France has successfully integrated 68mm laser-guided rockets onto its Rafale fighter jet as an affordable counter to the growing threat of long-range kamikaze drones. The Defence and Security Agency (DGA) completed integration testing on July 7, 2026, marking the rapid operationalisation of a capability conceived just months earlier.
The Lutte anti-drone sur avion de combat (Ladac) programme delivers laser-guided rockets to the French Air and Space Force in response to the proliferation of inexpensive one-way attack drones such as Iran’s Shahed-136 variants, which have proven effective in recent conflicts. France’s DGA, working with the Air and Space Force’s expertise centre and support from Dassault Aviation and Thales, compressed the entire development cycle from contract award to first operational capability in less than eight months.
Flight trials conducted since February 2026 validated radar detection, laser designation pod tracking, rocket pod carriage, and live-fire guidance against representative aerial targets. The first batch of launcher pods, rockets, and Talios laser designation pods equipped with Ladac mode will reach operational squadrons from late July 2026.
The 68mm laser-guided rocket selected for integration was already qualified on the Tiger attack helicopter, allowing France to accelerate development by leveraging proven munitions architecture. This approach differs fundamentally from deploying full-sized air-to-air missiles against low-cost drones, which defence planners increasingly view as economically inefficient and operationally wasteful.
The Rafale’s integration of laser-guided rockets reflects a broader shift across Western air forces adapting to drone proliferation. Modern air combat doctrine now emphasizes tiered air defence responses: reserving expensive beyond-visual-range missiles for high-value manned aircraft while employing cheaper precision-guided munitions against unmanned threats. This cost-exchange calculus has become central to operational planning following extensive drone use in Ukraine and the Middle East.

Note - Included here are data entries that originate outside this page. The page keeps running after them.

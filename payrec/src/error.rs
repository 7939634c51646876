//! Error taxonomy for the reconciliation core.
//!
//! Each variant maps to one class of caller behavior: bad input is never
//! retried, upstream outages are retried by the caller with backoff, and
//! state-machine no-ops are not errors at all (duplicate notifications
//! surface as [`crate::reconcile::ReconcileOutcome::AlreadySettled`]).

use crate::record::PaymentId;

/// Errors surfaced by the reconciliation core.
#[derive(Debug, thiserror::Error)]
pub enum PayError {
    /// Bad caller input. Maps to HTTP 400; not retried.
    #[error("invalid request: {0}")]
    Validation(String),

    /// Inbound notification failed signature verification. Maps to 401,
    /// never retried, logged as a security event by the handler.
    #[error("notification signature rejected")]
    Authentication,

    /// Unknown payment id or external track id. Maps to 404. Records are
    /// never created from notifications, so an unknown track id stays
    /// unknown.
    #[error("payment not found: {0}")]
    NotFound(String),

    /// Provider or price source unreachable or misbehaving. Maps to 502;
    /// the caller retries with backoff. Never silently defaulted.
    #[error("upstream: {0}")]
    Upstream(#[from] ProviderError),

    /// A record reads `paid` but its effect has not been applied. The
    /// repair sweep resolves this; it is never shown to the end user.
    #[error("ledger inconsistent for payment {0}: paid without applied effect")]
    InconsistentLedger(PaymentId),

    /// A record with this external track id already exists.
    #[error("duplicate external track id: {0}")]
    DuplicateTrackId(String),

    /// Ledger journal I/O failure.
    #[error("ledger journal: {0}")]
    Journal(#[from] std::io::Error),

    /// Ledger journal (de)serialization failure.
    #[error("ledger journal encoding: {0}")]
    JournalEncoding(#[from] serde_json::Error),
}

/// Errors produced by a provider adapter or rate source.
///
/// Kept transport-free so the core crate carries no HTTP dependency;
/// adapters translate their client errors into these variants.
#[derive(Debug, thiserror::Error)]
pub enum ProviderError {
    /// Network-level failure reaching the provider or price source.
    #[error("{0}")]
    Unavailable(String),

    /// The provider understood the request and refused it.
    #[error("provider rejected request: {0}")]
    Rejected(String),

    /// The provider answered with a payload the adapter could not decode.
    #[error("malformed provider response: {0}")]
    Malformed(String),
}

/// Error returned by a caller-supplied effect function.
#[derive(Debug, thiserror::Error)]
#[error("effect failed: {0}")]
pub struct EffectError(pub String);

impl EffectError {
    /// Creates an effect error from any displayable reason.
    #[must_use]
    pub fn new(reason: impl Into<String>) -> Self {
        Self(reason.into())
    }
}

For the Indian Air Force, which operates 36 Rafale fighters acquired under a 2016 contract with Dassault, the French initiative underscores the evolving role of combat aircraft in contested airspace. India’s Rafales are equipped with Talios pods and execute precision-strike missions, but indigenous options for anti-drone capability remain limited. The Indian Defence Research and Development Organisation (DRDO) has pursued air defence solutions including the Akash and Spyder systems, yet tactical air-to-air anti-drone munitions lag behind international standards.
The Ladac programme also signals that NATO air forces view kamikaze drone interception as a core mission requirement, not an auxiliary capability. France’s rapid integration cycle demonstrates that mature defence-industrial ecosystems can field new air-combat solutions within political timelines demanded by active conflicts abroad.